What the task asks
Go through the data below and count every line that has the word "changes". Return only the count.

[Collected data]
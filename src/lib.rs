//! Printable label sheets for moving tags.
//!
//! Each tag becomes a bordered container holding its (wrapped, and if need be
//! shrunk) description above a QR code that points back at the tag. Containers
//! are packed into columns and rows and flow over as many pages as needed; the
//! whole sheet comes out as a single PDF byte stream.
//!
//! [LabelSheet] is the front door. The individual stages ([layout::layout],
//! [Renderer] and [assemble]) are public as well for callers that want to
//! inspect placements or draw into a [Document] themselves.

mod assemble;
pub use assemble::*;

mod code;
pub use code::*;

mod document;
pub use document::*;

mod font;
pub use font::*;

mod geometry;
pub use geometry::*;

mod image;
pub use self::image::*;

mod info;
pub use info::*;

mod item;
pub use item::*;

/// Placing tags on pages and fitting their text into containers
pub mod layout;

mod metrics;
pub use metrics::*;

mod page;
pub use page::*;

mod rect;
pub use rect::*;

pub(crate) mod refs;

mod render;
pub use render::*;

mod sheet;
pub use sheet::*;

mod units;
pub use units::*;

mod error;
pub use error::*;

/// Re-export PDF-writer functionality, mostly for inspecting [pdf_writer::Content] output
pub use pdf_writer;
use crate::{units::*, LabelError};

/// Measures text for layout. Implementations must be usable from several render
/// calls at once.
pub trait TextMetrics: Send + Sync {
    /// Advance width of `text` set at `size`
    fn text_width(&self, text: &str, size: Pt) -> Result<Mm, LabelError>;

    /// Distance from the top of a line to its baseline at `size`
    fn ascent(&self, size: Pt) -> Mm {
        (size * 0.8).into()
    }
}

/// One of the PDF standard fonts, which every conforming reader supplies, so
/// nothing has to be embedded. Text is encoded as WinAnsi; characters outside it
/// are shown as `?`.
#[derive(Debug, Copy, Clone, PartialEq, Eq)]
pub enum StandardFont {
    Courier,
    CourierBold,
}

impl StandardFont {
    /// Every Courier glyph advances by 600 units of a 1000-unit em
    const ADVANCE: f32 = 0.6;
    const ASCENDER: f32 = 0.629;

    pub fn base_font(&self) -> &'static [u8] {
        match self {
            StandardFont::Courier => b"Courier",
            StandardFont::CourierBold => b"Courier-Bold",
        }
    }

    /// Encode text as WinAnsi bytes for a content stream
    pub fn encode(&self, text: &str) -> Vec<u8> {
        text.chars()
            .map(|ch| match ch as u32 {
                0x20..=0x7e | 0xa0..=0xff => ch as u8,
                _ => b'?',
            })
            .collect()
    }
}

impl TextMetrics for StandardFont {
    fn text_width(&self, text: &str, size: Pt) -> Result<Mm, LabelError> {
        Ok((size * (Self::ADVANCE * text.chars().count() as f32)).into())
    }

    fn ascent(&self, size: Pt) -> Mm {
        (size * Self::ASCENDER).into()
    }
}
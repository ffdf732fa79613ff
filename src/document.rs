use crate::{
    font::Typeface,
    image::Image,
    info::Info,
    page::Page,
    refs::{ObjectReferences, RefType},
    LabelError,
};
use id_arena::{Arena, Id};
use pdf_writer::{Pdf, Ref};
use std::io::Write;

/// A rendered label sheet: pages of drawing operations plus the images they
/// reference, written out with a call to [Document::write].
///
/// The typeface is borrowed; it has to outlive the document that draws with it.
pub struct Document<'f> {
    pub info: Option<Info>,
    pub pages: Vec<Page>,
    pub images: Arena<Image>,
    typeface: &'f Typeface,
}

impl<'f> Document<'f> {
    pub fn new(typeface: &'f Typeface) -> Document<'f> {
        Document {
            info: None,
            pages: Vec::new(),
            images: Arena::new(),
            typeface,
        }
    }

    /// Sets information about the document. If not provided, no information block will be
    /// written to the PDF
    pub fn set_info(&mut self, info: Info) {
        self.info = Some(info);
    }

    pub fn typeface(&self) -> &'f Typeface {
        self.typeface
    }

    /// Add a page to the end of the document, returning its 0-based index
    pub fn add_page(&mut self, page: Page) -> usize {
        self.pages.push(page);
        self.pages.len() - 1
    }

    /// Add an image that any page can then draw by referring to the returned id
    pub fn add_image(&mut self, image: Image) -> Id<Image> {
        self.images.alloc(image)
    }

    /// Write the entire document to `w`
    pub fn write<W: Write>(&self, w: &mut W) -> Result<(), LabelError> {
        let mut refs = ObjectReferences::new();

        let catalog_id = refs.gen(RefType::Catalog);
        let page_tree_id = refs.gen(RefType::PageTree);

        let mut writer = Pdf::new();
        if let Some(info) = &self.info {
            info.write(&mut refs, &mut writer);
        }

        let page_refs: Vec<Ref> = (0..self.pages.len())
            .map(|i| refs.gen(RefType::Page(i)))
            .collect();
        writer
            .pages(page_tree_id)
            .count(page_refs.len() as i32)
            .kids(page_refs);

        self.typeface.write(
            &mut refs,
            self.pages.iter().flat_map(Page::text),
            &mut writer,
        );

        for (id, image) in self.images.iter() {
            image.write(&mut refs, id.index(), &mut writer);
        }

        for (page_index, page) in self.pages.iter().enumerate() {
            page.write(&mut refs, page_index, self.typeface, &mut writer);
        }

        writer.catalog(catalog_id).pages(page_tree_id);

        w.write_all(writer.finish().as_slice()).map_err(Into::into)
    }
}
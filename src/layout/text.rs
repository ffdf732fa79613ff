use crate::geometry::PageGeometry;
use crate::metrics::TextMetrics;
use crate::units::*;
use crate::LabelError;

fn measure(metrics: &dyn TextMetrics, text: &str, size: Pt) -> Result<Mm, LabelError> {
    let width = metrics.text_width(text, size)?;
    if !width.is_finite() || width < Mm(0.0) {
        return Err(LabelError::MetricsUnavailable(format!(
            "measured width of {text:?} at {size} is {width}"
        )));
    }
    Ok(width)
}

/// Breaks text into lines on whitespace. Each word is measured together with a
/// trailing space; a word that would push the running width past `max_width`
/// starts a new line. Words are never split, so a word wider than `max_width`
/// overflows its line.
///
/// The first line may come back empty when the very first word is already too
/// wide. That line still counts towards the height of the text, which keeps
/// height estimates on the generous side.
pub fn wrap_words(
    metrics: &dyn TextMetrics,
    text: &str,
    max_width: Mm,
    size: Pt,
) -> Result<Vec<String>, LabelError> {
    let space = measure(metrics, " ", size)?;

    let mut lines: Vec<String> = vec![String::new()];
    let mut line_width = Mm(0.0);
    for word in text.split_whitespace() {
        let word_width = measure(metrics, word, size)? + space;
        if line_width + word_width > max_width {
            lines.push(String::new());
            line_width = word_width;
        } else {
            line_width += word_width;
        }

        if let Some(line) = lines.last_mut() {
            if !line.is_empty() {
                line.push(' ');
            }
            line.push_str(word);
        }
    }

    Ok(lines)
}

/// Finds the largest font size, stepping down from `max_size` by `step`, at which
/// `text` set on a single line is no wider than `max_width`. Text that is too wide
/// even at `min_size` is given `min_size` and allowed to overflow.
pub fn fit_font_size(
    metrics: &dyn TextMetrics,
    text: &str,
    max_width: Mm,
    max_size: Pt,
    min_size: Pt,
    step: Pt,
) -> Result<Pt, LabelError> {
    if max_size <= min_size || step <= Pt(0.0) {
        return Ok(min_size);
    }

    // candidates are derived from the step count rather than by repeated
    // subtraction, so the same inputs always visit the same sizes
    let steps = ((*max_size - *min_size) / *step).floor() as usize;
    for i in 0..=steps {
        let size = max_size - step * i as f32;
        if measure(metrics, text, size)? <= max_width {
            return Ok(size);
        }
    }
    Ok(min_size)
}

/// Total height of a container `container_width` wide: wrapped label text at
/// `font_size`, the square code image, and padding above the text, between text
/// and code, and below the code.
pub fn estimate_height(
    metrics: &dyn TextMetrics,
    text: &str,
    container_width: Mm,
    font_size: Pt,
    geometry: &PageGeometry,
) -> Result<Mm, LabelError> {
    let text_width = container_width - geometry.padding * 2.0;
    let lines = wrap_words(metrics, text, text_width, font_size)?.len();
    let text_height = Mm(lines as f32 * *font_size * geometry.line_height);
    let code_size = container_width - geometry.padding * 2.0 - geometry.code_gutter;

    let height = text_height + code_size + geometry.padding * 3.0;
    if !height.is_finite() || height <= Mm(0.0) {
        return Err(LabelError::MetricsUnavailable(format!(
            "estimated container height for {text:?} is {height}"
        )));
    }
    Ok(height)
}
/// One tag to print: its unique identifier, which ends up in the scannable code,
/// and the label shown above the code
#[derive(Debug, Clone, PartialEq, Eq)]
pub struct LabelItem {
    pub id: String,
    pub text: String,
    /// Position of the tag in the caller's collection, starting at 0
    pub sequence_index: usize,
}

impl LabelItem {
    pub fn new<I: Into<String>, T: Into<String>>(id: I, text: T, sequence_index: usize) -> Self {
        LabelItem {
            id: id.into(),
            text: text.into(),
            sequence_index,
        }
    }

    /// Build items from `(identifier, label)` pairs, numbering them in iteration order
    pub fn from_tags<T, I, L>(tags: T) -> Vec<LabelItem>
    where
        T: IntoIterator<Item = (I, L)>,
        I: Into<String>,
        L: Into<String>,
    {
        tags.into_iter()
            .enumerate()
            .map(|(sequence_index, (id, text))| LabelItem::new(id, text, sequence_index))
            .collect()
    }
}
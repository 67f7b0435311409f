pub mod response;

use axum::Json;
use axum::body::Bytes;
use axum::extract::{Path, Query};
use axum::{Router, extract::State, http::StatusCode, routing::get};
use serde::Deserialize;
use serde_json::Value;
use tower_http::trace::TraceLayer;

use crate::db::StoreError;
use crate::error::AppError;
use crate::models::Course;
use crate::state::AppState;
use crate::validation::{validate_create, validate_update};
use response::{DataResponse, MessageResponse, PageResponse};

#[derive(Debug, Default, Deserialize)]
pub struct ListParams {
    per_page: Option<String>,
    page: Option<String>,
}

impl ListParams {
    /// Missing, non-numeric or non-positive values fall back to the default.
    pub fn per_page(&self) -> i64 {
        positive(self.per_page.as_deref()).unwrap_or(Course::DEFAULT_PAGINATION_SIZE)
    }

    pub fn page(&self) -> i64 {
        positive(self.page.as_deref()).unwrap_or(1)
    }
}

fn positive(raw: Option<&str>) -> Option<i64> {
    raw.and_then(|v| v.trim().parse::<i64>().ok()).filter(|v| *v >= 1)
}

pub fn router(state: AppState) -> Router {
    Router::new()
        .route("/health", get(health))
        .route("/courses", get(list_courses).post(create_course))
        .route(
            "/courses/{id}",
            get(show_course)
                .put(update_course)
                .patch(update_course)
                .delete(delete_course),
        )
        .layer(TraceLayer::new_for_http())
        .with_state(state)
}

async fn health(State(state): State<AppState>) -> Result<StatusCode, AppError> {
    sqlx::query("select 1")
        .execute(&state.db)
        .await
        .map_err(StoreError::from)
        .map_err(AppError::store("Health check failed"))?;
    Ok(StatusCode::OK)
}

/// An empty body is read as an empty object.
fn parse_payload(body: &Bytes) -> Result<Value, AppError> {
    if body.iter().all(u8::is_ascii_whitespace) {
        return Ok(Value::Null);
    }
    Ok(serde_json::from_slice(body)?)
}

/// Ids that are not integers cannot name a course.
fn parse_id(raw: &str) -> Result<i64, AppError> {
    raw.parse().map_err(|_| AppError::NotFound)
}

async fn list_courses(
    State(state): State<AppState>,
    Query(params): Query<ListParams>,
) -> Result<Json<PageResponse<Course>>, AppError> {
    let page = state
        .courses
        .list_courses(params.per_page(), params.page())
        .await
        .map_err(AppError::store("Failed to retrieve courses"))?;
    Ok(Json(page.into()))
}

async fn create_course(
    State(state): State<AppState>,
    body: Bytes,
) -> Result<(StatusCode, Json<DataResponse<Course>>), AppError> {
    let input = validate_create(&parse_payload(&body)?)?;
    let course = state
        .courses
        .create_course(input)
        .await
        .map_err(AppError::store("Failed to create course"))?;
    Ok((
        StatusCode::CREATED,
        Json(DataResponse::with_message("Course created successfully", course)),
    ))
}

async fn show_course(
    State(state): State<AppState>,
    Path(id): Path<String>,
) -> Result<Json<DataResponse<Course>>, AppError> {
    let id = parse_id(&id)?;
    let course = state
        .courses
        .get_course(id)
        .await
        .map_err(AppError::store("Failed to retrieve course"))?
        .ok_or(AppError::NotFound)?;
    Ok(Json(DataResponse::new(course)))
}

async fn update_course(
    State(state): State<AppState>,
    Path(id): Path<String>,
    body: Bytes,
) -> Result<Json<DataResponse<Course>>, AppError> {
    let changes = validate_update(&parse_payload(&body)?)?;
    let id = parse_id(&id)?;
    let course = state
        .courses
        .update_course(id, changes)
        .await
        .map_err(AppError::store("Failed to update course"))?
        .ok_or(AppError::NotFound)?;
    Ok(Json(DataResponse::with_message("Course updated successfully", course)))
}

async fn delete_course(
    State(state): State<AppState>,
    Path(id): Path<String>,
) -> Result<Json<MessageResponse>, AppError> {
    let id = parse_id(&id)?;
    let deleted = state
        .courses
        .delete_course(id)
        .await
        .map_err(AppError::store("Failed to delete course"))?;
    if deleted {
        Ok(Json(MessageResponse::new("Course deleted successfully")))
    } else {
        Err(AppError::NotFound)
    }
}

#[cfg(test)]
mod tests {
    use super::*;

    fn params(per_page: Option<&str>, page: Option<&str>) -> ListParams {
        ListParams {
            per_page: per_page.map(str::to_string),
            page: page.map(str::to_string),
        }
    }

    #[test]
    fn list_params_default_when_absent_or_invalid() {
        assert_eq!(params(None, None).per_page(), 15);
        assert_eq!(params(None, None).page(), 1);
        assert_eq!(params(Some("abc"), Some("-2")).per_page(), 15);
        assert_eq!(params(Some("0"), Some("0")).page(), 1);
        assert_eq!(params(Some(" 5 "), Some("3")).per_page(), 5);
        assert_eq!(params(Some("5"), Some("3")).page(), 3);
    }

    #[test]
    fn blank_body_reads_as_null() {
        assert_eq!(parse_payload(&Bytes::from_static(b"  \n")).unwrap(), Value::Null);
        assert!(matches!(
            parse_payload(&Bytes::from_static(b"{oops")),
            Err(AppError::MalformedJson(_))
        ));
    }
}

Solution to this task
2